While it shouldn't take a child saying these words for us to truly understand the horrific effects of domestic violence, the point hits home even harder when we realize this behavior is not natural -- it's taught, often from a young age.
"The long road to family violence starts with a belief that women are possessions, not equals," Australian model and DJ Ruby Rose says in the video.
The video also features Australian celebrities such as actor Shane Jacobson, former politician Natasha Stott Despoja and author Tara Moss. As stated in the PSA, one in six Australian women have experienced physical or sexual violence from a male partner. Every week, one woman in Australia is killed by an abusive current or ex-male partner.

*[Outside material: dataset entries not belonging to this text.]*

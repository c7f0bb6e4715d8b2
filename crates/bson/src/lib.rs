//! BSON (Binary JSON) encoding and decoding.
//!
//! The wire format is the BSON specification: little-endian multi-byte
//! integers and floats, NUL-terminated names and regex fields, i32
//! length prefixes that include their own four bytes and (for documents)
//! the terminating NUL. A document is a `Vec<(String, BsonValue)>` —
//! field order is significant and survives a full encode/decode cycle.
//!
//! Buffers come from a shared [`BufferPool`]: concurrent encode and
//! decode calls check storage out and in, so they reuse allocations
//! without ever observing each other's bytes.

pub mod decoder;
pub mod encoder;
pub mod error;
pub mod tag;
pub mod values;

pub use decoder::BsonDecoder;
pub use encoder::BsonEncoder;
pub use error::BsonError;
pub use tag::Tag;
pub use values::{
    BsonBinary, BsonJavascriptCode, BsonJavascriptCodeWithScope, BsonObjectId, BsonSymbol,
    BsonTimestamp, BsonValue,
};

pub use schematic_buffers::{BufferPool, MINIMUM_SIZE};

use std::io::Read;

/// Encodes a BSON document to bytes with a default-sized pool.
pub fn encode(fields: &[(String, BsonValue)]) -> Result<Vec<u8>, BsonError> {
    BsonEncoder::new().encode(fields)
}

/// Decodes a BSON document from a byte source with a default-sized pool.
pub fn decode<R: Read>(source: R) -> Result<Vec<(String, BsonValue)>, BsonError> {
    BsonDecoder::new().decode(source)
}
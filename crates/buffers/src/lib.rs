//! Pooled binary buffer utilities for the schematic codecs.
//!
//! The [`BufferPool`] hands out exclusively owned, growable byte buffers
//! that return to the pool when dropped. [`StreamReader`] and [`Writer`]
//! drive decoding and encoding over those buffers.

pub mod pool;
pub mod reader;
pub mod writer;

pub use pool::{BufferPool, PooledBuffer, MINIMUM_SIZE};
pub use reader::StreamReader;
pub use writer::Writer;

use thiserror::Error;

/// Error type for buffer operations.
#[derive(Debug, Error, Clone, PartialEq, Eq)]
pub enum BufferError {
    /// The source ended while more bytes were still required.
    #[error("unexpected end of input")]
    EndOfBuffer,
    /// A UTF-8 payload contained a malformed byte sequence.
    #[error("invalid UTF-8")]
    InvalidUtf8,
    /// A buffer would have to grow past the pool's configured ceiling.
    #[error("required capacity {required} exceeds the buffer limit of {limit}")]
    CapacityExceeded { required: usize, limit: usize },
    /// The underlying source failed with a non-EOF i/o error.
    #[error("i/o failure: {0:?}")]
    Io(std::io::ErrorKind),
}
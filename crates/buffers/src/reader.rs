//! Buffered stream reader over a pooled buffer, with refill and growth.

use std::io::Read;
use std::str;

use crate::pool::PooledBuffer;
use crate::BufferError;

/// A binary reader that refills a pooled buffer from a byte source.
///
/// The reader maintains a cursor into the buffered region and a count of
/// the bytes consumed from the stream so far. Refills shift the
/// unconsumed tail to the front of the buffer before reading more, so a
/// partially buffered value survives the refill; UTF-8 payloads are
/// consumed only at complete code point boundaries, so a multi-byte
/// sequence is never split across two refills.
pub struct StreamReader<R: Read> {
    source: R,
    buf: PooledBuffer,
    /// Current cursor position within the buffered region.
    x: usize,
    /// End of the valid buffered region (exclusive).
    end: usize,
    /// Total bytes consumed from the stream.
    consumed: u64,
}

impl<R: Read> StreamReader<R> {
    /// Creates a reader that fills `buf` from `source`.
    pub fn new(buf: PooledBuffer, source: R) -> Self {
        Self {
            source,
            buf,
            x: 0,
            end: 0,
            consumed: 0,
        }
    }

    /// Total bytes consumed from the stream so far.
    pub fn consumed(&self) -> u64 {
        self.consumed
    }

    /// Number of buffered bytes not yet consumed.
    fn buffered(&self) -> usize {
        self.end - self.x
    }

    /// Ensures at least `n` unconsumed bytes are buffered, refilling from
    /// the source as needed.
    ///
    /// The unconsumed tail is shifted to the front first, and the buffer
    /// grows when `n` exceeds its capacity. End-of-stream before `n`
    /// bytes are available is [`BufferError::EndOfBuffer`].
    fn fill(&mut self, n: usize) -> Result<(), BufferError> {
        if self.buffered() >= n {
            return Ok(());
        }
        if self.x > 0 {
            self.buf.copy_within(self.x..self.end, 0);
            self.end -= self.x;
            self.x = 0;
        }
        if n > self.buf.capacity() {
            self.buf.grow(n)?;
        }
        while self.buffered() < n {
            match self.source.read(&mut self.buf[self.end..]) {
                Ok(0) => return Err(BufferError::EndOfBuffer),
                Ok(count) => self.end += count,
                Err(err) if err.kind() == std::io::ErrorKind::Interrupted => continue,
                Err(err) => return Err(BufferError::Io(err.kind())),
            }
        }
        Ok(())
    }

    /// Reads a single unsigned byte.
    pub fn u8(&mut self) -> Result<u8, BufferError> {
        self.fill(1)?;
        let val = self.buf[self.x];
        self.x += 1;
        self.consumed += 1;
        Ok(val)
    }

    /// Reads a signed 32-bit integer (little-endian).
    pub fn i32_le(&mut self) -> Result<i32, BufferError> {
        self.fill(4)?;
        let x = self.x;
        let val = i32::from_le_bytes([self.buf[x], self.buf[x + 1], self.buf[x + 2], self.buf[x + 3]]);
        self.x += 4;
        self.consumed += 4;
        Ok(val)
    }

    /// Reads a signed 64-bit integer (little-endian).
    pub fn i64_le(&mut self) -> Result<i64, BufferError> {
        self.fill(8)?;
        let x = self.x;
        let val = i64::from_le_bytes([
            self.buf[x],
            self.buf[x + 1],
            self.buf[x + 2],
            self.buf[x + 3],
            self.buf[x + 4],
            self.buf[x + 5],
            self.buf[x + 6],
            self.buf[x + 7],
        ]);
        self.x += 8;
        self.consumed += 8;
        Ok(val)
    }

    /// Reads a 64-bit floating point number (little-endian).
    pub fn f64_le(&mut self) -> Result<f64, BufferError> {
        self.fill(8)?;
        let x = self.x;
        let val = f64::from_le_bytes([
            self.buf[x],
            self.buf[x + 1],
            self.buf[x + 2],
            self.buf[x + 3],
            self.buf[x + 4],
            self.buf[x + 5],
            self.buf[x + 6],
            self.buf[x + 7],
        ]);
        self.x += 8;
        self.consumed += 8;
        Ok(val)
    }

    /// Reads `n` raw bytes into a new vector, growing the buffer when the
    /// value is larger than the current capacity.
    pub fn bytes(&mut self, n: usize) -> Result<Vec<u8>, BufferError> {
        self.fill(n)?;
        let data = self.buf[self.x..self.x + n].to_vec();
        self.x += n;
        self.consumed += n as u64;
        Ok(data)
    }

    /// Reads a NUL-terminated string, consuming the terminator.
    pub fn cstring(&mut self) -> Result<String, BufferError> {
        let mut bytes: Vec<u8> = Vec::new();
        loop {
            if self.buffered() == 0 {
                self.fill(1)?;
            }
            let region = &self.buf[self.x..self.end];
            match region.iter().position(|&b| b == 0) {
                Some(i) => {
                    bytes.extend_from_slice(&region[..i]);
                    self.x += i + 1;
                    self.consumed += (i + 1) as u64;
                    break;
                }
                None => {
                    let len = region.len();
                    bytes.extend_from_slice(region);
                    self.x += len;
                    self.consumed += len as u64;
                }
            }
        }
        String::from_utf8(bytes).map_err(|_| BufferError::InvalidUtf8)
    }

    /// Reads `len` bytes of UTF-8 text.
    ///
    /// The payload is consumed chunk-wise, so strings larger than the
    /// buffer decode without growing it. Every chunk ends on a complete
    /// code point: a multi-byte sequence whose bytes straddle the end of
    /// the buffered region stays buffered until the next refill delivers
    /// its remaining bytes.
    pub fn utf8(&mut self, len: usize) -> Result<String, BufferError> {
        // Trust the declared length only up to one buffer's worth; the
        // string grows as real bytes arrive.
        let mut out = String::with_capacity(len.min(self.buf.capacity()));
        let mut remaining = len;
        while remaining > 0 {
            if self.buffered() == 0 {
                self.fill(1)?;
            }
            let mut take = self.buffered().min(remaining);
            if take < remaining {
                let safe = utf8_prefix_len(&self.buf[self.x..self.x + take]);
                if safe == 0 {
                    // The buffered region is a lone partial sequence;
                    // refill until the whole sequence is available.
                    let width = utf8_sequence_len(self.buf[self.x]).ok_or(BufferError::InvalidUtf8)?;
                    self.fill(width.min(remaining))?;
                    continue;
                }
                take = safe;
            }
            let chunk = &self.buf[self.x..self.x + take];
            let text = str::from_utf8(chunk).map_err(|_| BufferError::InvalidUtf8)?;
            out.push_str(text);
            self.x += take;
            self.consumed += take as u64;
            remaining -= take;
        }
        Ok(out)
    }
}

/// Length of the longest prefix of `bytes` that does not end inside a
/// multi-byte UTF-8 sequence.
///
/// Malformed leading bytes are not rejected here; validation happens when
/// the chunk is decoded.
fn utf8_prefix_len(bytes: &[u8]) -> usize {
    let len = bytes.len();
    let mut p = len;
    // A sequence is at most 4 bytes, so at most 3 continuation bytes can
    // trail the last lead byte.
    for _ in 0..3 {
        if p == 0 || bytes[p - 1] & 0xC0 != 0x80 {
            break;
        }
        p -= 1;
    }
    if p == 0 {
        return len;
    }
    let start = p - 1;
    match utf8_sequence_len(bytes[start]) {
        Some(width) if start + width > len => start,
        _ => len,
    }
}

/// Byte length of a UTF-8 sequence given its lead byte.
fn utf8_sequence_len(lead: u8) -> Option<usize> {
    match lead {
        0x00..=0x7F => Some(1),
        0xC0..=0xDF => Some(2),
        0xE0..=0xEF => Some(3),
        0xF0..=0xF7 => Some(4),
        _ => None,
    }
}

#[cfg(test)]
mod tests {
    use super::*;
    use crate::pool::BufferPool;
    use std::io::Cursor;

    /// A source that hands out at most `chunk` bytes per read call.
    struct Trickle {
        data: Vec<u8>,
        pos: usize,
        chunk: usize,
    }

    impl Trickle {
        fn new(data: Vec<u8>, chunk: usize) -> Self {
            Self { data, pos: 0, chunk }
        }
    }

    impl Read for Trickle {
        fn read(&mut self, buf: &mut [u8]) -> std::io::Result<usize> {
            let n = self.chunk.min(buf.len()).min(self.data.len() - self.pos);
            buf[..n].copy_from_slice(&self.data[self.pos..self.pos + n]);
            self.pos += n;
            Ok(n)
        }
    }

    fn reader_over(data: Vec<u8>, min_size: usize) -> StreamReader<Cursor<Vec<u8>>> {
        let pool = BufferPool::with_config(min_size, None);
        StreamReader::new(pool.acquire(), Cursor::new(data))
    }

    #[test]
    fn reads_primitives_little_endian() {
        let mut data = vec![0x2A];
        data.extend_from_slice(&0x01020304i32.to_le_bytes());
        data.extend_from_slice(&(-9_999_999_999i64).to_le_bytes());
        data.extend_from_slice(&3.25f64.to_le_bytes());
        let mut r = reader_over(data, 64);
        assert_eq!(r.u8().unwrap(), 0x2A);
        assert_eq!(r.i32_le().unwrap(), 0x01020304);
        assert_eq!(r.i64_le().unwrap(), -9_999_999_999);
        assert_eq!(r.f64_le().unwrap(), 3.25);
        assert_eq!(r.consumed(), 21);
    }

    #[test]
    fn refills_across_a_trickling_source() {
        let data: Vec<u8> = (0..=255).collect();
        let pool = BufferPool::with_config(16, None);
        let mut r = StreamReader::new(pool.acquire(), Trickle::new(data.clone(), 3));
        assert_eq!(r.bytes(256).unwrap(), data);
    }

    #[test]
    fn bytes_larger_than_capacity_grow_the_buffer() {
        let data: Vec<u8> = (0..64).map(|i| (i * 31 % 251) as u8).collect();
        let mut r = reader_over(data.clone(), 8);
        assert_eq!(r.bytes(64).unwrap(), data);
    }

    #[test]
    fn cstring_spans_refills() {
        let mut data = b"hello world, this is a fairly long name".to_vec();
        data.push(0);
        data.push(0xAB);
        let pool = BufferPool::with_config(8, None);
        let mut r = StreamReader::new(pool.acquire(), Trickle::new(data, 5));
        assert_eq!(r.cstring().unwrap(), "hello world, this is a fairly long name");
        assert_eq!(r.u8().unwrap(), 0xAB);
    }

    #[test]
    fn utf8_carries_partial_sequences_over_refills() {
        // 7 ASCII bytes then a 2-byte character: the sequence starts at
        // the last byte of the 8-byte buffer.
        let text = "aaaaaaa\u{00A3}bbb";
        let mut r = reader_over(text.as_bytes().to_vec(), 8);
        assert_eq!(r.utf8(text.len()).unwrap(), text);
    }

    #[test]
    fn utf8_carries_three_byte_sequences() {
        let text = "aaaaaaa\u{FFFD}\u{00A3}cc";
        for chunk in 1..6 {
            let pool = BufferPool::with_config(8, None);
            let mut r =
                StreamReader::new(pool.acquire(), Trickle::new(text.as_bytes().to_vec(), chunk));
            assert_eq!(r.utf8(text.len()).unwrap(), text, "chunk size {chunk}");
        }
    }

    #[test]
    fn utf8_rejects_malformed_bytes() {
        let mut r = reader_over(vec![0x61, 0xFF, 0x61, 0x61], 8);
        assert_eq!(r.utf8(4), Err(BufferError::InvalidUtf8));
    }

    #[test]
    fn utf8_rejects_sequence_cut_by_declared_length() {
        // A 2-byte sequence whose second byte falls outside the payload.
        let text = "ab\u{00A3}";
        let mut r = reader_over(text.as_bytes().to_vec(), 8);
        assert_eq!(r.utf8(3), Err(BufferError::InvalidUtf8));
    }

    #[test]
    fn eof_mid_value_is_reported() {
        let mut r = reader_over(vec![1, 2], 8);
        assert_eq!(r.i32_le(), Err(BufferError::EndOfBuffer));
    }

    #[test]
    fn eof_mid_cstring_is_reported() {
        let mut r = reader_over(b"no terminator".to_vec(), 8);
        assert_eq!(r.cstring(), Err(BufferError::EndOfBuffer));
    }

    #[test]
    fn utf8_prefix_len_cuts_incomplete_sequences() {
        assert_eq!(utf8_prefix_len(b"abc"), 3);
        assert_eq!(utf8_prefix_len("ab\u{00A3}".as_bytes()), 4);
        // Lead byte of a 2-byte sequence with no continuation yet.
        assert_eq!(utf8_prefix_len(&[0x61, 0xC2]), 1);
        // Lead byte of a 3-byte sequence with one of two continuations.
        assert_eq!(utf8_prefix_len(&[0x61, 0xE2, 0x82]), 1);
        // Complete 3-byte sequence.
        assert_eq!(utf8_prefix_len(&[0xE2, 0x82, 0xAC]), 3);
    }
}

But intimate partner violence is hardly just an Australian issue. The rate of domestic violence is even higher in other English-speaking countries. One in four American women are victims of domestic violence throughout their lifetimes and nearly one in five are raped in their lifetimes. On average, two women a week are killed by a current or former male partner in the U.K.
These statistics are undeniable proof that sexist stereotypes need to be combatted early on in a child's life and that young boys and girls need to be taught that, no matter what the situation, violence is never the answer.